Contextualizing Waste and Recycling
Padmini Swaminathan
OF POVERTY AND PLASTIC: SCAVENGING AND SCRAP TRADING ENTREPRENEURS IN INDIA'S URBAN INFORMAL ECONO by Kaveri Gill Oxford University Press, 2010, 280 pp., 650
March 2010, volume 34, No 3

In a refreshing departure from existing studies and understandings of urban informal economy in general, and, scavenging, waste and recycling economy in particular, the above book provides a contextualized picture of a waste and recycling chain, which study necessitated that the author supplement field economics with anthropology and sociology, quantitative with qualitative methodology, and traverse different levels—micro, meso and macro. The result of this multidisciplinary, multi-methodology and multi-level effort is a brilliant scholarly piece of work that is academically enriching, even as it calls into question received notions, and, very often unsubstantiated assertions, of and about, informal work, urban poor, waste pickers, and environmental concerns.
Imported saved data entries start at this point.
use std::sync::Arc;

use async_trait::async_trait;
use serde_json::json;

use crate::achievements::{AchievementServiceTrait, EngagementAction, UnlockedAchievement};
use crate::checkins::checkins_errors::CheckInError;
use crate::checkins::checkins_model::{CheckIn, CheckInMode, CheckInResult, NewCheckIn};
use crate::checkins::checkins_traits::{
    CheckInRepositoryTrait, CheckInServiceTrait, EventRepositoryTrait,
};
use crate::constants::{CHECKIN_BASE_POINTS, CHECKIN_GEO_POINTS};
use crate::errors::Result;
use crate::geo::{self, Admission, Coordinate};
use crate::goals::{GoalServiceTrait, GoalType};
use crate::ledger::{LedgerServiceTrait, NewPointTransaction, PointSource};

/// Orchestrates the check-in intake: event validation, geofence or secret
/// code, the atomic capacity-checked insert, and the reward fan-out.
pub struct CheckInService {
    event_repo: Arc<dyn EventRepositoryTrait>,
    checkin_repo: Arc<dyn CheckInRepositoryTrait>,
    ledger_service: Arc<dyn LedgerServiceTrait>,
    achievement_service: Arc<dyn AchievementServiceTrait>,
    goal_service: Arc<dyn GoalServiceTrait>,
}

impl CheckInService {
    pub fn new(
        event_repo: Arc<dyn EventRepositoryTrait>,
        checkin_repo: Arc<dyn CheckInRepositoryTrait>,
        ledger_service: Arc<dyn LedgerServiceTrait>,
        achievement_service: Arc<dyn AchievementServiceTrait>,
        goal_service: Arc<dyn GoalServiceTrait>,
    ) -> Self {
        CheckInService {
            event_repo,
            checkin_repo,
            ledger_service,
            achievement_service,
            goal_service,
        }
    }

    /// Awards the check-in points, runs the rule engine, and bumps goal
    /// progress. Runs after the check-in row is committed; failures here
    /// must not revert it.
    async fn reward(
        &self,
        user_id: &str,
        event_id: &str,
        points: i64,
    ) -> Result<Vec<UnlockedAchievement>> {
        self.ledger_service
            .award(
                NewPointTransaction::new(user_id, points, "Event check-in", PointSource::CheckIn)
                    .with_metadata(json!({ "eventId": event_id })),
            )
            .await?;

        let unlocked = self
            .achievement_service
            .on_action(user_id, &EngagementAction::CheckInCreated)
            .await?;

        self.goal_service
            .update_progress(user_id, GoalType::CheckIns, 1)
            .await?;
        self.goal_service
            .update_progress(user_id, GoalType::Points, points)
            .await?;

        Ok(unlocked)
    }
}

#[async_trait]
impl CheckInServiceTrait for CheckInService {
    async fn check_in(
        &self,
        user_id: &str,
        event_id: &str,
        mode: CheckInMode,
    ) -> Result<CheckInResult> {
        let event = self
            .event_repo
            .get_event(event_id)?
            .ok_or_else(|| CheckInError::EventNotFound(event_id.to_string()))?;
        if event.status != crate::checkins::EventStatus::Active {
            return Err(CheckInError::EventInactive(event_id.to_string()).into());
        }

        let (points, location) = match &mode {
            CheckInMode::Secret { code } => {
                if event.secret_code.as_deref() != Some(code.as_str()) {
                    return Err(CheckInError::InvalidCode.into());
                }
                // The secret-code path skips distance validation entirely.
                (CHECKIN_BASE_POINTS, None)
            }
            CheckInMode::Geo { lat, lng } => {
                let reported = Coordinate::new(*lat, *lng);
                reported.validate()?;

                let existing_count = self.checkin_repo.count_for_event(event_id)?;
                let already = self.checkin_repo.has_checked_in(user_id, event_id)?;
                match geo::validate_admission(
                    reported,
                    event.location,
                    event.capacity,
                    existing_count,
                    already,
                ) {
                    Admission::Admitted { .. } => {}
                    Admission::TooFar { distance_m } => {
                        return Err(CheckInError::TooFar { distance_m }.into());
                    }
                    Admission::AtCapacity => {
                        return Err(CheckInError::AtCapacity(event_id.to_string()).into());
                    }
                    Admission::AlreadyCheckedIn => {
                        return Err(CheckInError::AlreadyCheckedIn(event_id.to_string()).into());
                    }
                }
                (CHECKIN_GEO_POINTS, Some(reported))
            }
        };

        // The pre-flight admission check above is advisory; the capacity
        // and duplicate invariants are enforced inside this single storage
        // transaction.
        let check_in = self
            .checkin_repo
            .insert_check_in(
                NewCheckIn {
                    user_id: user_id.to_string(),
                    event_id: event_id.to_string(),
                    location,
                },
                event.capacity,
            )
            .await?;

        match self.reward(user_id, event_id, points).await {
            Ok(unlocked) => Ok(CheckInResult {
                check_in,
                points_awarded: points,
                unlocked,
                reward_pending: false,
            }),
            Err(err) => {
                // The validated check-in stays recorded; losing a reward is
                // recoverable, losing the attendance record is not.
                log::error!(
                    "reward step failed for user {} at event {} ({}); check-in kept, reward pending",
                    user_id,
                    event_id,
                    err
                );
                Ok(CheckInResult {
                    check_in,
                    points_awarded: 0,
                    unlocked: Vec::new(),
                    reward_pending: true,
                })
            }
        }
    }

    fn get_event_check_in_count(&self, event_id: &str) -> Result<i64> {
        self.checkin_repo.count_for_event(event_id)
    }

    fn get_user_check_ins(&self, user_id: &str) -> Result<Vec<CheckIn>> {
        self.checkin_repo.get_check_ins_for_user(user_id)
    }
}
use std::sync::Arc;

use async_trait::async_trait;
use chrono::Utc;
use diesel::prelude::*;
use diesel::r2d2::{ConnectionManager, Pool};
use diesel::sqlite::SqliteConnection;
use uuid::Uuid;

use civicly_core::goals::{Goal, GoalRepositoryTrait, GoalStatus, GoalType, NewGoal};
use civicly_core::Result;

use super::model::GoalDB;
use crate::db::{get_connection, WriteHandle};
use crate::errors::StorageError;
use crate::schema::goals;
use crate::utils::{format_date, format_timestamp};

pub struct GoalRepository {
    pool: Arc<Pool<ConnectionManager<SqliteConnection>>>,
    writer: WriteHandle,
}

impl GoalRepository {
    pub fn new(pool: Arc<Pool<ConnectionManager<SqliteConnection>>>, writer: WriteHandle) -> Self {
        GoalRepository { pool, writer }
    }
}

#[async_trait]
impl GoalRepositoryTrait for GoalRepository {
    fn find_active_goal(&self, user_id: &str, goal_type: GoalType) -> Result<Option<Goal>> {
        let mut conn = get_connection(&self.pool)?;
        let goal_db = goals::table
            .filter(goals::user_id.eq(user_id))
            .filter(goals::goal_type.eq(goal_type.as_str()))
            .filter(goals::status.eq(GoalStatus::Active.as_str()))
            .select(GoalDB::as_select())
            .first::<GoalDB>(&mut conn)
            .optional()
            .map_err(StorageError::from)?;
        Ok(goal_db.map(Goal::from))
    }

    async fn insert_goal_if_absent(&self, new_goal: NewGoal) -> Result<Goal> {
        self.writer
            .exec(move |conn: &mut SqliteConnection| -> Result<Goal> {
                // The lookup and insert share one transaction on the single
                // writer connection; concurrent provisioning for the same
                // window converges on whichever row lands first. The unique
                // index on (user_id, goal_type, period_start) backs this up.
                let period_start_str = format_date(new_goal.period_start);
                let existing = goals::table
                    .filter(goals::user_id.eq(&new_goal.user_id))
                    .filter(goals::goal_type.eq(new_goal.goal_type.as_str()))
                    .filter(goals::period_start.eq(&period_start_str))
                    .select(GoalDB::as_select())
                    .first::<GoalDB>(conn)
                    .optional()
                    .map_err(StorageError::from)?;
                if let Some(goal_db) = existing {
                    return Ok(Goal::from(goal_db));
                }

                let now = format_timestamp(Utc::now());
                let goal_db = GoalDB {
                    id: Uuid::new_v4().to_string(),
                    user_id: new_goal.user_id,
                    goal_type: new_goal.goal_type.as_str().to_string(),
                    target_value: new_goal.target_value,
                    current_value: 0,
                    period_start: period_start_str,
                    period_end: format_date(new_goal.period_end),
                    status: GoalStatus::Active.as_str().to_string(),
                    auto_generated: new_goal.auto_generated,
                    created_at: now.clone(),
                    updated_at: now,
                };
                let result_db = diesel::insert_into(goals::table)
                    .values(&goal_db)
                    .returning(GoalDB::as_returning())
                    .get_result(conn)
                    .map_err(StorageError::from)?;
                Ok(Goal::from(result_db))
            })
            .await
    }

    async fn update_goal(&self, goal: Goal) -> Result<Goal> {
        let goal_db = GoalDB::from(goal);
        self.writer
            .exec(move |conn: &mut SqliteConnection| -> Result<Goal> {
                let result_db = diesel::update(goals::table.find(&goal_db.id))
                    .set(&goal_db)
                    .returning(GoalDB::as_returning())
                    .get_result(conn)
                    .map_err(StorageError::from)?;
                Ok(Goal::from(result_db))
            })
            .await
    }

    fn list_goals_for_user(&self, user_id: &str) -> Result<Vec<Goal>> {
        let mut conn = get_connection(&self.pool)?;
        let rows = goals::table
            .filter(goals::user_id.eq(user_id))
            .order(goals::period_start.desc())
            .select(GoalDB::as_select())
            .load::<GoalDB>(&mut conn)
            .map_err(StorageError::from)?;
        Ok(rows.into_iter().map(Goal::from).collect())
    }
}
//! Single-writer actor owning one dedicated connection.
//!
//! A job's error crosses the transaction boundary wrapped as
//! `StorageError::Domain`, which unwraps back to the same core error on the
//! way out. Rolled-back jobs therefore report their typed domain error
//! (`AtCapacity`, `AlreadyCheckedIn`) rather than a stringified one.

use super::DbPool;
use crate::errors::StorageError;
use civicly_core::errors::Result;
use diesel::SqliteConnection;
use std::any::Any;
use tokio::sync::{mpsc, oneshot};

// Type alias for the job to be executed by the writer actor. It takes a
// mutable reference to a SqliteConnection and returns a core Result.
type Job<T> = Box<dyn FnOnce(&mut SqliteConnection) -> Result<T> + Send + 'static>;

/// Handle for sending jobs to the writer actor.
///
/// Every job runs inside `immediate_transaction` on the actor's dedicated
/// connection, so a job that reads and then writes (the capacity-checked
/// check-in insert, the idempotent goal provision) observes a stable view
/// and commits atomically with respect to every other write.
#[derive(Clone)]
pub struct WriteHandle {
    // Each job is a boxed closure; a oneshot sender carries the reply. The
    // Box<dyn Any + Send> erases the job's return type.
    #[allow(clippy::type_complexity)]
    tx: mpsc::Sender<(
        Job<Box<dyn Any + Send + 'static>>,
        oneshot::Sender<Result<Box<dyn Any + Send + 'static>>>,
    )>,
}

impl WriteHandle {
    /// Executes a database job on the writer actor's dedicated connection.
    pub async fn exec<F, T>(&self, job: F) -> Result<T>
    where
        F: FnOnce(&mut SqliteConnection) -> Result<T> + Send + 'static,
        T: Send + 'static + Any,
    {
        let (ret_tx, ret_rx) = oneshot::channel();

        self.tx
            .send((
                Box::new(move |c| job(c).map(|v| Box::new(v) as Box<dyn Any + Send>)),
                ret_tx,
            ))
            .await
            .expect("Writer actor's receiving channel was closed, indicating the actor stopped.");

        ret_rx
            .await
            .expect("Writer actor dropped the reply sender without sending a result.")
            .map(|boxed: Box<dyn Any + Send + 'static>| {
                *boxed
                    .downcast::<T>()
                    .unwrap_or_else(|_| panic!("Failed to downcast writer actor result."))
            })
    }
}

/// Spawns a background Tokio task that acts as the single writer to the
/// database. The actor owns one connection from the pool and processes
/// write jobs serially.
pub fn spawn_writer(pool: DbPool) -> WriteHandle {
    // Bounded channel; 1024 is an arbitrary size.
    let (tx, mut rx) = mpsc::channel::<(
        Job<Box<dyn Any + Send + 'static>>,
        oneshot::Sender<Result<Box<dyn Any + Send + 'static>>>,
    )>(1024);

    tokio::spawn(async move {
        // This connection is held for the lifetime of the actor.
        let mut conn = pool.get().expect(
            "Failed to get a connection from the DB pool for the writer actor. \
             The pool might be exhausted or misconfigured.",
        );

        while let Some((job, reply_tx)) = rx.recv().await {
            // Execute the job within an immediate database transaction.
            let result: Result<Box<dyn Any + Send + 'static>> = conn
                .immediate_transaction::<_, StorageError, _>(|c| {
                    job(c).map_err(StorageError::from)
                })
                .map_err(|e: StorageError| e.into());

            // Ignore error if the receiver has dropped (e.g., the request
            // was cancelled).
            let _ = reply_tx.send(result);
        }
        // rx.recv() returning None means every WriteHandle was dropped, so
        // the actor terminates.
    });

    WriteHandle { tx }
}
While literature relating to value-chain framework does not explicitly figure in the book, its implicit deployment enables the author to so structure the book that each chapter situates and captures, simultaneously, the complexity and relatedness of different ‘nodes’ of a value-chain. Thus, for example, while the book as a whole is concerned with poverty and the urban informal sector with specific focus on Delhi’s garbage collectors or scavengers and the plastic recycling or scrap dealers, it begins with those involved at the lowest levels of the waste recovery and recycling chain living in slums, and ends with those operating at the highest reaches of the plastic recycling value chain, namely, the wholesale scrap market situated a couple of kilometers away.